Seeing that we couldn't have the small wedding we wanted, we decided that it would be great to make our wedding a family affair, hence, our wedding date [7.12.08]. July would be the most convenient time for family members to come home and share our special day with us. The thought of having our close friends and family fly miles just to be there for our wedding meant a great deal for us, so we picked our wedding date with hopes of that. I don't know where I got the idea that weddings were a family thing, and that it brings the family closer because family members support each other and work together to make the wedding a successful one. What was I thinking?!?
Apparently, a bigger stress in the wedding preparations is when you expect some people to be there for you and they let you down. I wish someone warned me beforehand that brides & grooms should never count on anyone's word, even if it comes from a close family member, because there's nothing that could hurt more or be more disappointing than a close family member who turns their back on you last minute. A lesson learned the hard way for me, not just about wedding planning but about life itself: Never ever expect anything from anyone, because ultimately people just look out for themselves and their self-interests. Even with all Art's support, the fact that he's thousands of miles away from me makes me feel alone in all this.
I know that planning is supposed to be all fun and exciting, but it's times like these that all the supposed joy just flies out of the window. Of course, it's not right that I let one person, or two, or three even, affect my emotions big time. Getting married in itself stirs up a great deal of emotions, not just in me, but in any couple getting into a commitment as life-changing as marriage. At this point, it's kind of difficult for me to fathom how some people can be so selfish, and I cannot see how there are people who like to twists facts and sell others out just to make something of themselves. I'm angry, frustrated, hurt, & disappointed.

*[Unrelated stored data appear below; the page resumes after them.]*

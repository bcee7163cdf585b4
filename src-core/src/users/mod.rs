pub mod users_errors;
pub mod users_model;
pub mod users_repository;
pub mod users_service;
pub mod users_traits;

pub use users_errors::UserError;
pub use users_model::{NewUser, User};
pub use users_repository::UserRepository;
pub use users_service::UserService;
pub use users_traits::{UserRepositoryTrait, UserServiceTrait};
use crate::categories::Category;
use crate::db::{get_connection, WriteHandle};
use crate::entities::Entity;
use crate::errors::{Result, ValidationError};
use crate::periods::Period;
use crate::schema::{categories, entities, periods, transfers};
use crate::transfers::transfers_model::{
    parse_positive_value, parse_transfer_type, validate_transfer_relations, NewTransfer, Transfer,
    TransferFilters, TransferUpdate,
};
use crate::transfers::transfers_traits::TransferRepositoryTrait;
use async_trait::async_trait;
use chrono::Utc;
use diesel::prelude::*;
use diesel::r2d2::{self, Pool};
use diesel::SqliteConnection;
use std::sync::Arc;
use uuid::Uuid;

pub struct TransferRepository {
    pool: Arc<Pool<r2d2::ConnectionManager<SqliteConnection>>>,
    writer: WriteHandle,
}

impl TransferRepository {
    pub fn new(
        pool: Arc<Pool<r2d2::ConnectionManager<SqliteConnection>>>,
        writer: WriteHandle,
    ) -> Self {
        TransferRepository { pool, writer }
    }
}

fn missing_pk(field: &str, id: &str) -> crate::errors::Error {
    ValidationError::field(field, &format!("Invalid pk \"{id}\" - object does not exist."))
}

fn fetch_period(conn: &mut SqliteConnection, id: &str) -> Result<Period> {
    periods::table
        .find(id)
        .first::<Period>(conn)
        .optional()?
        .ok_or_else(|| missing_pk("period", id))
}

fn fetch_entity(conn: &mut SqliteConnection, field: &str, id: &str) -> Result<Entity> {
    entities::table
        .find(id)
        .first::<Entity>(conn)
        .optional()?
        .ok_or_else(|| missing_pk(field, id))
}

fn fetch_category(conn: &mut SqliteConnection, id: &str) -> Result<Category> {
    categories::table
        .find(id)
        .first::<Category>(conn)
        .optional()?
        .ok_or_else(|| missing_pk("category", id))
}

/// Runs the full relation validation for a create or replace payload.
fn validate_payload(
    conn: &mut SqliteConnection,
    budget_id: &str,
    transfer_type: &str,
    value: &str,
    period_id: &str,
    deposit_id: &str,
    entity_id: Option<&str>,
    category_id: Option<&str>,
) -> Result<()> {
    let transfer_type = parse_transfer_type(transfer_type)?;
    parse_positive_value(value)?;

    let period = fetch_period(conn, period_id)?;
    let deposit = fetch_entity(conn, "deposit", deposit_id)?;
    let entity = entity_id
        .map(|id| fetch_entity(conn, "entity", id))
        .transpose()?;
    let category = category_id.map(|id| fetch_category(conn, id)).transpose()?;

    validate_transfer_relations(
        budget_id,
        transfer_type,
        &period,
        &deposit,
        entity.as_ref(),
        category.as_ref(),
    )
}

#[async_trait]
impl TransferRepositoryTrait for TransferRepository {
    fn list(&self, budget_id: &str, filters: &TransferFilters) -> Result<Vec<Transfer>> {
        let mut conn = get_connection(&self.pool)?;
        let mut query = transfers::table
            .filter(transfers::budget_id.eq(budget_id))
            .order((transfers::date.desc(), transfers::created_at.desc()))
            .into_boxed();

        if let Some(transfer_type) = &filters.transfer_type {
            query = query.filter(transfers::transfer_type.eq(transfer_type.clone()));
        }
        if let Some(period) = &filters.period {
            query = query.filter(transfers::period_id.eq(period.clone()));
        }
        if let Some(deposit) = &filters.deposit {
            query = query.filter(transfers::deposit_id.eq(deposit.clone()));
        }
        if let Some(entity) = &filters.entity {
            query = query.filter(transfers::entity_id.eq(entity.clone()));
        }
        if let Some(category) = &filters.category {
            query = query.filter(transfers::category_id.eq(category.clone()));
        }
        if let Some(date_from) = filters.date_from {
            query = query.filter(transfers::date.ge(date_from));
        }
        if let Some(date_to) = filters.date_to {
            query = query.filter(transfers::date.le(date_to));
        }

        Ok(query.load::<Transfer>(&mut conn)?)
    }

    fn find(&self, budget_id: &str, transfer_id: &str) -> Result<Transfer> {
        let mut conn = get_connection(&self.pool)?;
        Ok(transfers::table
            .filter(transfers::id.eq(transfer_id))
            .filter(transfers::budget_id.eq(budget_id))
            .first::<Transfer>(&mut conn)?)
    }

    async fn create(&self, budget_id: &str, new_transfer: NewTransfer) -> Result<Transfer> {
        let budget_id = budget_id.to_string();
        self.writer
            .exec(move |conn: &mut SqliteConnection| -> Result<Transfer> {
                validate_payload(
                    conn,
                    &budget_id,
                    &new_transfer.transfer_type,
                    &new_transfer.value,
                    &new_transfer.period_id,
                    &new_transfer.deposit_id,
                    new_transfer.entity_id.as_deref(),
                    new_transfer.category_id.as_deref(),
                )?;

                let now = Utc::now().to_rfc3339();
                let new_transfer = NewTransfer {
                    id: Some(Uuid::new_v4().to_string()),
                    budget_id: Some(budget_id),
                    created_at: Some(now.clone()),
                    updated_at: Some(now),
                    ..new_transfer
                };

                diesel::insert_into(transfers::table)
                    .values(&new_transfer)
                    .execute(conn)?;

                Ok(transfers::table
                    .find(new_transfer.id.as_deref().unwrap_or_default())
                    .first::<Transfer>(conn)?)
            })
            .await
    }

    async fn update(
        &self,
        budget_id: &str,
        transfer_id: &str,
        update: TransferUpdate,
    ) -> Result<Transfer> {
        let budget_id = budget_id.to_string();
        let transfer_id = transfer_id.to_string();
        self.writer
            .exec(move |conn: &mut SqliteConnection| -> Result<Transfer> {
                transfers::table
                    .filter(transfers::id.eq(&transfer_id))
                    .filter(transfers::budget_id.eq(&budget_id))
                    .first::<Transfer>(conn)?;

                validate_payload(
                    conn,
                    &budget_id,
                    &update.transfer_type,
                    &update.value,
                    &update.period_id,
                    &update.deposit_id,
                    update.entity_id.as_deref(),
                    update.category_id.as_deref(),
                )?;

                diesel::update(transfers::table.find(&transfer_id))
                    .set((
                        transfers::period_id.eq(&update.period_id),
                        transfers::name.eq(&update.name),
                        transfers::description.eq(&update.description),
                        transfers::value.eq(&update.value),
                        transfers::date.eq(update.date),
                        transfers::transfer_type.eq(&update.transfer_type),
                        transfers::deposit_id.eq(&update.deposit_id),
                        transfers::entity_id.eq(&update.entity_id),
                        transfers::category_id.eq(&update.category_id),
                        transfers::updated_at.eq(Utc::now().to_rfc3339()),
                    ))
                    .execute(conn)?;

                Ok(transfers::table
                    .find(&transfer_id)
                    .first::<Transfer>(conn)?)
            })
            .await
    }

    async fn delete(&self, budget_id: &str, transfer_id: &str) -> Result<usize> {
        let budget_id = budget_id.to_string();
        let transfer_id = transfer_id.to_string();
        self.writer
            .exec(move |conn: &mut SqliteConnection| -> Result<usize> {
                transfers::table
                    .filter(transfers::id.eq(&transfer_id))
                    .filter(transfers::budget_id.eq(&budget_id))
                    .first::<Transfer>(conn)?;
                Ok(diesel::delete(transfers::table.find(&transfer_id)).execute(conn)?)
            })
            .await
    }
}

I'm marrying a great person, so I'm supposed to be happy! So what if there are people who let me down? What if there are others who seem to take joy in criticizing and making issues, even lies, out of what is supposed to be a happy day for me & Art? Even if they are family?
I sometimes almost forget about the wonderful people who have been there for me. At this point, I can say that after certain realizations about some family members, I have found that I have A LOT of very loyal & great friends who have really stepped up and surprised me by being there for me beyond my expectations. Thanks people, you know who you are. :)
An eye for an eye will surely make the world blind, so I'll just leave it up to the law of Karma to serve as nature's police force. What goes around comes around, and there are NO exceptions, not even for the professional liars.